Here’s an interesting comment from Conder: “We continue to believe Harley is making specific efforts to limit some availability of Touring models, in part to encourage the dealer network to grow sales (i.e. Sportster, Dyna, Softtail) into targeted, less penetrated customer demographic segments (i.e., under 35, women, African-American, Hispanics). However, this effort may have been too aggressive when combined with York restructuring transitions.”

The survey included 40 dealers located in 24 states across the U.S., approximately, 6% of Harley’s U.S. dealers and was skewed toward larger dealers in major metropolitan areas. The survey included 10 dealers in the East,  10 in the South, 10 in the Midwest and 10 in the West.

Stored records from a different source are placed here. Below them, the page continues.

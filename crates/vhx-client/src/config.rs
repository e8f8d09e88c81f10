//! Client configuration
//!
//! Config precedence: CLI args > env vars > config file > defaults.
//! The API key and client secret never live in the TOML: they come from
//! `VHX_API_KEY` / `VHX_CLIENT_SECRET` or from the files named by
//! `api_key_file` / `client_secret_file`.
//!
//! ```toml
//! api_base_url = "https://api.vhx.tv"
//! client_id = "abc123"
//! client_secret_file = "/run/secrets/vhx_client_secret"
//! refresh_leeway_secs = 30
//!
//! [token]
//! access_token = "..."
//! refresh_token = "..."
//! expires_in = 7200
//! ```

use std::fmt;
use std::path::{Path, PathBuf};
use std::time::Duration;

use common::Secret;
use serde::Deserialize;
use vhx_auth::{Credential, DEFAULT_API_BASE_URL, DEFAULT_TOKEN_TYPE, OAuthToken, StaticKey};

pub const ENV_CONFIG_PATH: &str = "VHX_CONFIG";
pub const ENV_API_KEY: &str = "VHX_API_KEY";
pub const ENV_CLIENT_SECRET: &str = "VHX_CLIENT_SECRET";
pub const ENV_ACCESS_TOKEN: &str = "VHX_ACCESS_TOKEN";
pub const ENV_REFRESH_TOKEN: &str = "VHX_REFRESH_TOKEN";

const DEFAULT_CONFIG_FILE: &str = "vhx.toml";

#[derive(Debug, Deserialize)]
#[serde(default)]
pub struct ClientConfig {
    pub api_base_url: String,
    pub client_id: Option<String>,
    #[serde(skip)]
    pub client_secret: Option<Secret<String>>,
    /// Path to a file containing the client secret (alternative to VHX_CLIENT_SECRET)
    pub client_secret_file: Option<PathBuf>,
    /// Forces static-key mode when present
    #[serde(skip)]
    pub api_key: Option<Secret<String>>,
    /// Path to a file containing the API key (alternative to VHX_API_KEY)
    pub api_key_file: Option<PathBuf>,
    pub token: Option<InitialToken>,
    /// Send the configured token as-is; no proactive refresh, no 401 retry
    pub skip_auto_refresh: bool,
    pub timeout_secs: u64,
    /// Treat tokens as expired this many seconds early
    pub refresh_leeway_secs: u64,
}

impl Default for ClientConfig {
    fn default() -> Self {
        Self {
            api_base_url: DEFAULT_API_BASE_URL.to_string(),
            client_id: None,
            client_secret: None,
            client_secret_file: None,
            api_key: None,
            api_key_file: None,
            token: None,
            skip_auto_refresh: false,
            timeout_secs: 60,
            refresh_leeway_secs: 0,
        }
    }
}

/// OAuth token material supplied at construction (`[token]` table).
///
/// Any field may be missing; a refresh token alone is enough to start.
#[derive(Clone, Default, Deserialize)]
#[serde(default)]
pub struct InitialToken {
    pub access_token: Option<String>,
    pub refresh_token: Option<String>,
    /// Absolute expiry, unix seconds. Wins over `expires_in`.
    pub expires_at: Option<u64>,
    /// Seconds from construction
    pub expires_in: Option<u64>,
    pub token_type: Option<String>,
    pub scope: Option<String>,
}

impl fmt::Debug for InitialToken {
    fn fmt(&self, f: &mut fmt::Formatter<'_>) -> fmt::Result {
        let redact = |v: &Option<String>| v.as_ref().map(|_| "[REDACTED]");
        f.debug_struct("InitialToken")
            .field("access_token", &redact(&self.access_token))
            .field("refresh_token", &redact(&self.refresh_token))
            .field("expires_at", &self.expires_at)
            .field("expires_in", &self.expires_in)
            .field("token_type", &self.token_type)
            .field("scope", &self.scope)
            .finish()
    }
}

impl ClientConfig {
    /// Load configuration from a TOML file, then overlay environment variables.
    ///
    /// Secret resolution order (API key and client secret alike):
    /// 1. env var (`VHX_API_KEY`, `VHX_CLIENT_SECRET`)
    /// 2. `*_file` path from config
    ///
    /// `VHX_ACCESS_TOKEN` and `VHX_REFRESH_TOKEN` override the `[token]` table.
    pub fn load(path: &Path) -> common::Result<Self> {
        let contents = std::fs::read_to_string(path)?;
        let mut config: ClientConfig = toml::from_str(&contents)?;
        config.validate()?;

        config.api_key =
            resolve_secret(ENV_API_KEY, config.api_key_file.as_deref(), "api_key_file")?;
        config.client_secret = resolve_secret(
            ENV_CLIENT_SECRET,
            config.client_secret_file.as_deref(),
            "client_secret_file",
        )?;

        if let Some(access) = env_value(ENV_ACCESS_TOKEN) {
            config.token.get_or_insert_with(InitialToken::default).access_token = Some(access);
        }
        if let Some(refresh) = env_value(ENV_REFRESH_TOKEN) {
            config.token.get_or_insert_with(InitialToken::default).refresh_token = Some(refresh);
        }

        Ok(config)
    }

    /// Check option values. Called by `load`; `Client::new` calls it for
    /// configs built in code.
    pub fn validate(&self) -> common::Result<()> {
        if !self.api_base_url.starts_with("http://") && !self.api_base_url.starts_with("https://")
        {
            return Err(common::Error::Config(format!(
                "api_base_url must start with http:// or https://, got: {}",
                self.api_base_url
            )));
        }

        if self.timeout_secs == 0 {
            return Err(common::Error::Config(
                "timeout_secs must be greater than 0".into(),
            ));
        }

        Ok(())
    }

    /// Resolve config file path from CLI arg or VHX_CONFIG env var.
    pub fn resolve_path(cli_path: Option<&str>) -> PathBuf {
        if let Some(p) = cli_path {
            return PathBuf::from(p);
        }
        if let Ok(p) = std::env::var(ENV_CONFIG_PATH) {
            return PathBuf::from(p);
        }
        PathBuf::from(DEFAULT_CONFIG_FILE)
    }

    pub fn timeout(&self) -> Duration {
        Duration::from_secs(self.timeout_secs)
    }

    pub fn with_base_url(mut self, url: impl Into<String>) -> Self {
        self.api_base_url = url.into();
        self
    }

    /// Use a static API key. Blank keys are ignored.
    pub fn with_api_key(mut self, key: &str) -> Self {
        self.api_key = Secret::from_trimmed(key);
        self
    }

    pub fn with_client_credentials(mut self, client_id: impl Into<String>, secret: &str) -> Self {
        self.client_id = Some(client_id.into());
        self.client_secret = Secret::from_trimmed(secret);
        self
    }

    pub fn with_token(mut self, token: InitialToken) -> Self {
        self.token = Some(token);
        self
    }

    /// Build the starting credential.
    ///
    /// An API key forces static-key mode; otherwise the `[token]` material
    /// becomes an OAuth token; with neither, there is nothing to
    /// authenticate with.
    pub fn initial_credential(&self) -> common::Result<Credential> {
        self.initial_credential_at(vhx_auth::now_secs())
    }

    pub fn initial_credential_at(&self, now: u64) -> common::Result<Credential> {
        if let Some(key) = &self.api_key {
            return Ok(Credential::StaticKey(StaticKey::new(key.clone())));
        }

        let Some(token) = &self.token else {
            return Err(common::Error::Config(format!(
                "no credentials configured: set {ENV_API_KEY} (or api_key_file) or a [token] table"
            )));
        };

        let access_token = non_blank(token.access_token.as_deref());
        let refresh_token = non_blank(token.refresh_token.as_deref());
        let expires_at = match (&access_token, &refresh_token) {
            (None, None) => {
                return Err(common::Error::Config(
                    "[token] needs an access_token or a refresh_token".into(),
                ));
            }
            // Refresh token only: expired from the start so the first
            // request obtains an access token.
            (None, Some(_)) => Some(0),
            (Some(_), _) => token
                .expires_at
                .or_else(|| token.expires_in.map(|secs| now.saturating_add(secs))),
        };

        Ok(Credential::OAuth(OAuthToken {
            access_token: access_token.unwrap_or_default(),
            refresh_token: refresh_token.unwrap_or_default(),
            token_type: token
                .token_type
                .clone()
                .unwrap_or_else(|| DEFAULT_TOKEN_TYPE.to_string()),
            expires_at,
            scope: token.scope.clone(),
            refreshed: false,
        }))
    }
}

fn non_blank(value: Option<&str>) -> Option<String> {
    value
        .map(str::trim)
        .filter(|v| !v.is_empty())
        .map(str::to_owned)
}

fn env_value(name: &str) -> Option<String> {
    std::env::var(name).ok().as_deref().and_then(|v| non_blank(Some(v)))
}

/// Env var takes precedence over the file; blank values count as absent.
fn resolve_secret(
    env_var: &str,
    file: Option<&Path>,
    field: &str,
) -> common::Result<Option<Secret<String>>> {
    if let Ok(value) = std::env::var(env_var)
        && let Some(secret) = Secret::from_trimmed(&value)
    {
        return Ok(Some(secret));
    }
    let Some(file) = file else {
        return Ok(None);
    };
    let contents = std::fs::read_to_string(file).map_err(|e| {
        common::Error::Config(format!("failed to read {field} {}: {e}", file.display()))
    })?;
    Ok(Secret::from_trimmed(&contents))
}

The dealers surveyed were very aggressive in their marketing. In addition to selling new and used motorcycles, clothes, merchandise, parts, accessories and service, 98% of the participating dealers had Harley Owners Group (HOG) chapters, 55% offered rentals, 45% sponsored a Rider’s Edge training program and 33% had an on-line sales program.

The dealers also were very aggressive on their pricing. Seventy percent of the dealers sold at MSRP, 20% sold at MSRP with what Wells Fargo calls “minimal discounts,” and 10% sold at a premium to MSRP. Twenty percent of the dealers said they were selling at least some new models below MSRP, compared to 13% in the Q211 survey by Wells Fargo, and 18% in Q310.

Here are other findings from the survey:

  • The ratio of used to new bikes has improved from 2:1 to 1.75:1.
  • The price gap between used bikes and new bikes has continued to narrow. Used bike prices were stable through the 3Q after rising for much of the last 24 months, according to Conder.
  • Price discounting does not appear very likely in the near term, says Conder, “given clean dealer inventories, increased demand and management’s aggressively managing supply in line with demand.”
  • Used Harley bike prices stabilized in Q209 and have increased since then to the point where new bike demand “is positively impacted,” notes Conder. Since Q209, he says, dealers reporting flat or increasing used bike prices jumped from 25% to 88% in Q311.”
  • Prices of used Harley’s are likely to continue to increase, year over year, over the next year, Conder predicts.
  • Credit standards of Harley-Davidson Financial Services (HDFS) have remained basically stable between the second and third quarters this year, according to the dealers.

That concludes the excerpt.